Tazkadorafan en resta coi. Non seulement Yelyeh lui disait qu’il se rappelait mal la promesse, mais, en plus, elle l’avait vu tout ce temps comme un lâche ?
Cinquante ans. Cinquante ans à rallumer une flamme qui aurait dû s’éteindre il y avait longtemps… L’ogre mâchonna sa pipe et vit passer devant ses yeux ces cinquante ans. Comparées au siècle dernier, qu’il avait quasi exclusivement consacré à la création de nouveaux jeux avec un acharnement maladif, ces années avaient peut-être été la période la plus calme de sa vie.

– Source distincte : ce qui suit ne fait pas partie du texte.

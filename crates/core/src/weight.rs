use rust_decimal::Decimal;
use serde::{Deserialize, Serialize};
use std::fmt;
use std::str::FromStr;

/// A scanned item weight in the human unit (kg-scale), always non-negative.
#[derive(Debug, Clone, Copy, PartialEq, Eq, PartialOrd, Ord, Serialize, Deserialize)]
pub struct Weight(Decimal);

impl Weight {
    /// Wrap an already-final value. Negative candidates are refused so a
    /// bad scan lands on the same path as an unparseable one.
    pub fn from_decimal(value: Decimal) -> Option<Self> {
        if value < Decimal::ZERO {
            return None;
        }
        Some(Weight(value))
    }

    /// Parse a raw scanner token carrying grams and convert to the human unit.
    pub fn from_grams(raw: &str) -> Option<Self> {
        let grams = Decimal::from_str(raw.trim()).ok()?;
        Self::from_decimal(grams / Decimal::from(1000))
    }

    /// Parse a raw token that already carries the final unit.
    pub fn from_units(raw: &str) -> Option<Self> {
        Self::from_decimal(Decimal::from_str(raw.trim()).ok()?)
    }

    pub fn zero() -> Self {
        Weight(Decimal::ZERO)
    }

    pub fn value(self) -> Decimal {
        self.0
    }

    pub fn is_zero(self) -> bool {
        self.0.is_zero()
    }
}

impl fmt::Display for Weight {
    fn fmt(&self, f: &mut fmt::Formatter<'_>) -> fmt::Result {
        write!(f, "{:.3}", self.0)
    }
}

#[cfg(test)]
mod tests {
    use super::*;

    #[test]
    fn from_grams_divides_by_thousand() {
        assert_eq!(Weight::from_grams("2500").unwrap().to_string(), "2.500");
        assert_eq!(Weight::from_grams("1500").unwrap().to_string(), "1.500");
    }

    #[test]
    fn from_units_keeps_value() {
        assert_eq!(Weight::from_units("42.5").unwrap().to_string(), "42.500");
        assert_eq!(Weight::from_units("10.360").unwrap().to_string(), "10.360");
    }

    #[test]
    fn trims_surrounding_whitespace() {
        assert_eq!(Weight::from_grams(" 1000 ").unwrap().to_string(), "1.000");
    }

    #[test]
    fn refuses_garbage() {
        assert!(Weight::from_grams("12x").is_none());
        assert!(Weight::from_units("").is_none());
    }

    #[test]
    fn refuses_negative() {
        assert!(Weight::from_grams("-1500").is_none());
        assert!(Weight::from_units("-0.5").is_none());
    }

    #[test]
    fn zero_is_a_valid_weight() {
        let w = Weight::from_grams("0").unwrap();
        assert!(w.is_zero());
        assert_eq!(w.to_string(), "0.000");
    }

    #[test]
    fn display_always_three_decimals() {
        assert_eq!(Weight::from_units("7").unwrap().to_string(), "7.000");
        assert_eq!(Weight::from_units("0.1234").unwrap().to_string(), "0.123");
    }
}
use std::sync::Arc;

use async_trait::async_trait;
use metrics::{counter, histogram};
use tokio::time::Instant;

use crate::http::{Handler, Request, Response};

/// Records request counts and timings against whatever metrics recorder the
/// embedding process installed. Without a recorder this is a no-op.
pub struct Stats {
    inner: Arc<dyn Handler>,
}

impl Stats {
    pub fn new(inner: Arc<dyn Handler>) -> Self {
        Stats { inner }
    }
}

#[async_trait]
impl Handler for Stats {
    async fn serve(&self, req: &mut Request) -> Option<Response> {
        let start = Instant::now();
        let resp = self.inner.serve(req).await;
        let elapsed = start.elapsed();

        if let Some(resp) = &resp {
            let labels = [
                ("status", resp.status.to_string()),
                ("status_group", format!("{}xx", resp.status / 100)),
            ];
            counter!("proxy_requests_total", &labels).increment(1);
            histogram!("proxy_request_duration_seconds", &labels).record(elapsed.as_secs_f64());
        }

        resp
    }
}
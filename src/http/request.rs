use std::fmt;
use std::io;
use std::net::SocketAddr;
use std::str::FromStr;

use bytes::Bytes;
use tokio::io::{AsyncBufRead, AsyncWrite, AsyncWriteExt};

use super::{content_length, read_body, read_header_block, read_line, Headers, ParseError};

/// The fixed set of HTTP/1.1 request methods.
#[derive(Debug, Clone, Copy, PartialEq, Eq)]
pub enum Method {
    Get,
    Head,
    Post,
    Put,
    Delete,
    Connect,
    Options,
    Trace,
}

impl Method {
    pub fn as_str(&self) -> &'static str {
        match self {
            Method::Get => "GET",
            Method::Head => "HEAD",
            Method::Post => "POST",
            Method::Put => "PUT",
            Method::Delete => "DELETE",
            Method::Connect => "CONNECT",
            Method::Options => "OPTIONS",
            Method::Trace => "TRACE",
        }
    }
}

impl FromStr for Method {
    type Err = ParseError;

    fn from_str(value: &str) -> Result<Self, Self::Err> {
        match value {
            "GET" => Ok(Method::Get),
            "HEAD" => Ok(Method::Head),
            "POST" => Ok(Method::Post),
            "PUT" => Ok(Method::Put),
            "DELETE" => Ok(Method::Delete),
            "CONNECT" => Ok(Method::Connect),
            "OPTIONS" => Ok(Method::Options),
            "TRACE" => Ok(Method::Trace),
            _ => Err(ParseError::InvalidMethod),
        }
    }
}

impl fmt::Display for Method {
    fn fmt(&self, f: &mut fmt::Formatter<'_>) -> fmt::Result {
        f.write_str(self.as_str())
    }
}

/// The parsed request-target: path, raw query, and (for absolute-form
/// targets) the authority.
#[derive(Debug, Clone, Default, PartialEq, Eq)]
pub struct RequestUrl {
    pub path: String,
    pub query: Option<String>,
    pub host: Option<String>,
}

impl RequestUrl {
    /// Parses a request-target in origin form (`/path?query`), absolute form
    /// (`scheme://host/path?query`), or asterisk form (`*`).
    pub fn parse(target: &str) -> Result<Self, ParseError> {
        if target == "*" {
            return Ok(RequestUrl {
                path: "*".to_string(),
                ..Default::default()
            });
        }

        if target.starts_with('/') {
            let (path, query) = split_query(target);
            return Ok(RequestUrl {
                path: path.to_string(),
                query: query.map(str::to_string),
                host: None,
            });
        }

        let (scheme, rest) = target
            .split_once("://")
            .ok_or(ParseError::MalformedRequest)?;
        if scheme.is_empty() || rest.is_empty() {
            return Err(ParseError::MalformedRequest);
        }

        let (authority, path_and_query) = match rest.find('/') {
            Some(i) => (&rest[..i], &rest[i..]),
            None => (rest, ""),
        };
        if authority.is_empty() {
            return Err(ParseError::MalformedRequest);
        }

        let (path, query) = split_query(path_and_query);
        Ok(RequestUrl {
            path: path.to_string(),
            query: query.map(str::to_string),
            host: Some(authority.to_string()),
        })
    }

    /// The path and query as sent on a request line.
    pub fn request_uri(&self) -> String {
        let path = if self.path.is_empty() { "/" } else { &self.path };
        match &self.query {
            Some(query) => format!("{path}?{query}"),
            None => path.to_string(),
        }
    }
}

impl fmt::Display for RequestUrl {
    fn fmt(&self, f: &mut fmt::Formatter<'_>) -> fmt::Result {
        f.write_str(&self.request_uri())
    }
}

fn split_query(s: &str) -> (&str, Option<&str>) {
    match s.split_once('?') {
        Some((path, query)) => (path, Some(query)),
        None => (s, None),
    }
}

/// An HTTP request.
#[derive(Debug, Clone)]
pub struct Request {
    /// The HTTP method on the request.
    pub method: Method,

    /// The request-target exactly as received on the wire.
    pub target: String,

    /// The parsed request URL.
    pub url: RequestUrl,

    /// The HTTP protocol version.
    pub proto: String,

    /// The request host, from the `Host` header or the URL authority.
    pub host: String,

    /// The request headers.
    pub headers: Headers,

    /// The request body, fully buffered.
    pub body: Option<Bytes>,

    /// The remote address of the peer that sent the request.
    pub remote_addr: Option<SocketAddr>,

    /// Whether the request asks to close the connection.
    pub close: bool,
}

impl Request {
    pub fn new(method: Method, target: &str) -> Result<Self, ParseError> {
        let url = RequestUrl::parse(target)?;
        let host = url.host.clone().unwrap_or_default();
        Ok(Request {
            method,
            target: target.to_string(),
            url,
            proto: "HTTP/1.1".to_string(),
            host,
            headers: Headers::new(),
            body: None,
            remote_addr: None,
            close: false,
        })
    }

    /// Serializes the request: request line, headers, blank line, body.
    pub async fn write_to<W>(&self, w: &mut W) -> io::Result<()>
    where
        W: AsyncWrite + Unpin,
    {
        let mut head = String::new();
        head.push_str(self.method.as_str());
        head.push(' ');
        head.push_str(&self.url.request_uri());
        head.push(' ');
        head.push_str(&self.proto);
        head.push_str("\r\n");
        self.headers.write_to(&mut head);
        head.push_str("\r\n");

        w.write_all(head.as_bytes()).await?;
        if let Some(body) = &self.body {
            w.write_all(body).await?;
        }
        Ok(())
    }
}

/// Reads one request off a buffered stream.
pub(crate) async fn read_request<R>(r: &mut R) -> Result<Request, ParseError>
where
    R: AsyncBufRead + Unpin,
{
    let line = read_line(r).await?;
    let (method, target, proto) = parse_request_line(&line)?;
    let method = method.parse::<Method>()?;
    let url = RequestUrl::parse(target)?;

    let headers = read_header_block(r).await?;

    let mut host = headers.get("Host").to_string();
    if host.is_empty() {
        host = url.host.clone().unwrap_or_default();
    }

    let close = headers.get("Connection").eq_ignore_ascii_case("close");

    let body = match content_length(&headers)? {
        Some(n) if n > 0 => Some(read_body(r, n).await?),
        _ => None,
    };

    Ok(Request {
        method,
        target: target.to_string(),
        url,
        proto: proto.to_string(),
        host,
        headers,
        body,
        remote_addr: None,
        close,
    })
}

/// Splits a request line like `GET /test HTTP/1.1` into exactly three fields.
fn parse_request_line(line: &str) -> Result<(&str, &str, &str), ParseError> {
    let mut parts = line.split(' ');
    match (parts.next(), parts.next(), parts.next(), parts.next()) {
        (Some(method), Some(target), Some(proto), None)
            if !method.is_empty() && !target.is_empty() && !proto.is_empty() =>
        {
            Ok((method, target, proto))
        }
        _ => Err(ParseError::MalformedRequest),
    }
}
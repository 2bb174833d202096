use std::sync::atomic::{AtomicUsize, Ordering};
use std::sync::Arc;

use async_trait::async_trait;
use thiserror::Error;

use crate::http::{Handler, Request, Response};

#[derive(Debug, Error)]
#[error("round robin pool must not be empty")]
pub struct EmptyPool;

/// A round-robin load balancer over a fixed pool of handlers.
///
/// Uses an atomic position counter, no locks; the counter wraps around on
/// overflow. Provides no health checking: a failing backend answers with its
/// own `502` and the next request moves to the next slot.
pub struct RoundRobin {
    handlers: Vec<Arc<dyn Handler>>,
    pos: AtomicUsize,
}

impl RoundRobin {
    pub fn new(handlers: Vec<Arc<dyn Handler>>) -> Result<Self, EmptyPool> {
        if handlers.is_empty() {
            return Err(EmptyPool);
        }
        Ok(RoundRobin {
            handlers,
            pos: AtomicUsize::new(0),
        })
    }
}

#[async_trait]
impl Handler for RoundRobin {
    async fn serve(&self, req: &mut Request) -> Option<Response> {
        let pos = self.pos.fetch_add(1, Ordering::Relaxed) % self.handlers.len();
        self.handlers[pos].serve(req).await
    }
}

#[cfg(test)]
mod tests {
    use super::*;
    use crate::http::Method;

    struct CountingHandler(AtomicUsize);

    #[async_trait]
    impl Handler for CountingHandler {
        async fn serve(&self, _req: &mut Request) -> Option<Response> {
            self.0.fetch_add(1, Ordering::Relaxed);
            Some(Response::new(200, "OK"))
        }
    }

    #[test]
    fn empty_pool_is_rejected() {
        assert!(RoundRobin::new(Vec::new()).is_err());
    }

    #[tokio::test]
    async fn three_calls_over_two_handlers_split_two_one() {
        let h1 = Arc::new(CountingHandler(AtomicUsize::new(0)));
        let h2 = Arc::new(CountingHandler(AtomicUsize::new(0)));
        let balancer =
            RoundRobin::new(vec![Arc::clone(&h1) as Arc<dyn Handler>, Arc::clone(&h2) as _])
                .unwrap();

        let mut req = Request::new(Method::Get, "/").unwrap();
        for _ in 0..3 {
            balancer.serve(&mut req).await;
        }

        assert_eq!(h1.0.load(Ordering::Relaxed), 2);
        assert_eq!(h2.0.load(Ordering::Relaxed), 1);
    }

    #[tokio::test]
    async fn distribution_is_balanced_over_longer_runs() {
        let pool: Vec<Arc<CountingHandler>> = (0..3)
            .map(|_| Arc::new(CountingHandler(AtomicUsize::new(0))))
            .collect();
        let balancer = RoundRobin::new(
            pool.iter()
                .map(|h| Arc::clone(h) as Arc<dyn Handler>)
                .collect(),
        )
        .unwrap();

        let mut req = Request::new(Method::Get, "/").unwrap();
        for _ in 0..10 {
            balancer.serve(&mut req).await;
        }

        // Each backend sees between floor(10/3) and ceil(10/3) requests.
        for handler in &pool {
            let count = handler.0.load(Ordering::Relaxed);
            assert!((3..=4).contains(&count), "got {count}");
        }
    }
}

Sans cela, il n’aurait pas fait la rencontre de Mashi ni ne l’aurait adopté comme assistant ; il n’aurait pas non plus pris la peine de s’aventurer dans la société humaine et parcouru les villages au pied du Croc pour constater ô combien, à l’image des bêtes pourpres, les humains aimaient le jeu. Sans ce temps d’attente, il n’aurait pas connu certains humains qui, à ce stade, devaient être devenus de vieux gâteux. Sans cela, il ne serait pas rentré tous les soirs au même endroit, dans sa caverne, qu’il avait fini par appeler sa maison…
Finalement, ces chandelles, les avait-il alimentées par espoir de revoir Yelyeh ou par espoir de ne rien changer ?

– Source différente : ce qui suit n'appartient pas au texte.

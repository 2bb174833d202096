//! TTL response cache with periodic purge and header-aware admission.

use std::sync::Arc;
use std::time::Duration;

use async_trait::async_trait;
use bytes::Bytes;
use dashmap::DashMap;
use tokio::task::JoinHandle;
use tokio::time::Instant;

use crate::http::{Handler, Headers, Request, Response};

/// Cache-Control directives that veto admission.
const NO_CACHE_DIRECTIVES: &[&str] = &["no-cache", "no-store", "private"];

/// Options to configure the response cache.
#[derive(Debug, Clone, Default)]
pub struct CacheOptions {
    /// Time-to-live for admitted entries. Zero means entries never expire.
    pub expiry: Duration,

    /// Interval between purge sweeps. Zero disables the purge task.
    pub purge: Duration,

    /// Admit everything, ignoring Cache-Control and Set-Cookie.
    pub ignore_headers: bool,
}

/// A recorded response. The body is immutable after admission; every hit
/// hands out an independent (cheaply cloned) view of it.
struct CacheEntry {
    status: u16,
    status_text: String,
    proto: String,
    close: bool,
    headers: Headers,
    body: Option<Bytes>,
    expires_at: Option<Instant>,
}

impl CacheEntry {
    fn record(resp: &Response, expires_at: Option<Instant>) -> Self {
        CacheEntry {
            status: resp.status,
            status_text: resp.status_text.clone(),
            proto: resp.proto.clone(),
            close: resp.close,
            headers: resp.headers.clone(),
            body: resp.body.clone(),
            expires_at,
        }
    }

    fn expired(&self, now: Instant) -> bool {
        matches!(self.expires_at, Some(at) if at <= now)
    }

    fn to_response(&self) -> Response {
        Response {
            status: self.status,
            status_text: self.status_text.clone(),
            proto: self.proto.clone(),
            headers: self.headers.clone(),
            body: self.body.clone(),
            close: self.close,
            error: None,
        }
    }
}

/// Caches responses keyed by `host + url`.
pub struct Cache {
    inner: Arc<dyn Handler>,
    entries: Arc<DashMap<String, CacheEntry>>,
    expiry: Duration,
    ignore_headers: bool,
    purge_task: Option<JoinHandle<()>>,
}

impl Cache {
    pub fn new(inner: Arc<dyn Handler>, opts: CacheOptions) -> Self {
        let entries: Arc<DashMap<String, CacheEntry>> = Arc::new(DashMap::new());

        let purge_task = (opts.purge > Duration::ZERO).then(|| {
            let entries = Arc::clone(&entries);
            tokio::spawn(async move {
                let mut ticker = tokio::time::interval(opts.purge);
                ticker.tick().await;
                loop {
                    ticker.tick().await;
                    let now = Instant::now();
                    entries.retain(|_, entry| !entry.expired(now));
                }
            })
        });

        Cache {
            inner,
            entries,
            expiry: opts.expiry,
            ignore_headers: opts.ignore_headers,
            purge_task,
        }
    }

    fn cache_key(req: &Request) -> String {
        format!("{}{}", req.host, req.url)
    }

    fn should_cache(&self, req: &Request, resp: &Response) -> bool {
        if self.ignore_headers {
            return true;
        }

        let request_control = req.headers.get("Cache-Control").to_ascii_lowercase();
        if NO_CACHE_DIRECTIVES.contains(&request_control.as_str()) {
            return false;
        }

        let response_control = resp.headers.get("Cache-Control").to_ascii_lowercase();
        if NO_CACHE_DIRECTIVES.contains(&response_control.as_str()) {
            return false;
        }

        resp.headers.get("Set-Cookie").is_empty()
    }

    fn expires_at(&self) -> Option<Instant> {
        (self.expiry > Duration::ZERO).then(|| Instant::now() + self.expiry)
    }
}

impl Drop for Cache {
    fn drop(&mut self) {
        if let Some(task) = &self.purge_task {
            task.abort();
        }
    }
}

#[async_trait]
impl Handler for Cache {
    async fn serve(&self, req: &mut Request) -> Option<Response> {
        let key = Self::cache_key(req);

        if let Some(entry) = self.entries.get(&key) {
            if !entry.expired(Instant::now()) {
                return Some(entry.to_response());
            }
        }

        let resp = self.inner.serve(req).await?;

        if self.should_cache(req, &resp) {
            self.entries
                .insert(key, CacheEntry::record(&resp, self.expires_at()));
        }

        Some(resp)
    }
}
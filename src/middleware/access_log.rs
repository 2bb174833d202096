use std::sync::Arc;

use async_trait::async_trait;
use tokio::time::Instant;
use tracing::info;

use crate::http::{Handler, Request, Response};

/// Logs every request and its outcome through the tracing subscriber.
pub struct AccessLog {
    inner: Arc<dyn Handler>,
}

impl AccessLog {
    pub fn new(inner: Arc<dyn Handler>) -> Self {
        AccessLog { inner }
    }
}

#[async_trait]
impl Handler for AccessLog {
    async fn serve(&self, req: &mut Request) -> Option<Response> {
        let method = req.method;
        let host = req.host.clone();
        let path = req.url.path.clone();
        let remote = req
            .remote_addr
            .map(|addr| addr.to_string())
            .unwrap_or_default();

        let start = Instant::now();
        let resp = self.inner.serve(req).await;
        let elapsed = start.elapsed();

        match &resp {
            Some(resp) => info!(
                %method,
                %host,
                %path,
                %remote,
                status = resp.status,
                error = resp.error.as_deref(),
                elapsed_ms = elapsed.as_millis() as u64,
                "request"
            ),
            None => info!(
                %method,
                %host,
                %path,
                %remote,
                elapsed_ms = elapsed.as_millis() as u64,
                "request declined"
            ),
        }

        resp
    }
}
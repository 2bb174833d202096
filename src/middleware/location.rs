use std::sync::Arc;

use async_trait::async_trait;

use crate::http::{Handler, Request, Response};

/// Rewrites the request path to a fixed string before forwarding.
pub struct Location {
    inner: Arc<dyn Handler>,
    path: String,
}

impl Location {
    pub fn new(inner: Arc<dyn Handler>, path: impl Into<String>) -> Self {
        Location {
            inner,
            path: path.into(),
        }
    }
}

#[async_trait]
impl Handler for Location {
    async fn serve(&self, req: &mut Request) -> Option<Response> {
        req.url.path = self.path.clone();
        self.inner.serve(req).await
    }
}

L’ogre se leva. Debout, il était bien plus haut que Yelyeh sous sa forme humaine.
“Le meilleur jeu”, prononça-t-il. “C’est bien ce que tu m’as promis.”
Yelyeh sourit de ses yeux rouges.
“Je pense que tu dois avoir une idée sur la question après toutes ces années, je me trompe ?”
Tazkadorafan en fut saisi. Que… ? Alors, il comprit. Cela lui donna envie de rire, ce qu’il fit tout doucement, de sa voix grave. Yelyeh grimaça.
“J’avais oublié ta façon de rire.”
Quand il se calma, Tazkadorafan se dirigea vers la sortie de la grotte. Il sentit la brise glaciale sur son visage.
“Tu t’en vas déjà ?”, demanda Yelyeh. “Et notre partie ? Tu ne veux pas la terminer ? Je suis sûre que tu te souviens exactement de la place des jetons.”
L’ogre sourit.
“Certains jeux ne prennent pas fin. C’est ton petit nouveau qui m’a dit ça, avant.”
“Oh ? Zangsa ? C’est un renard plein d’esprit.”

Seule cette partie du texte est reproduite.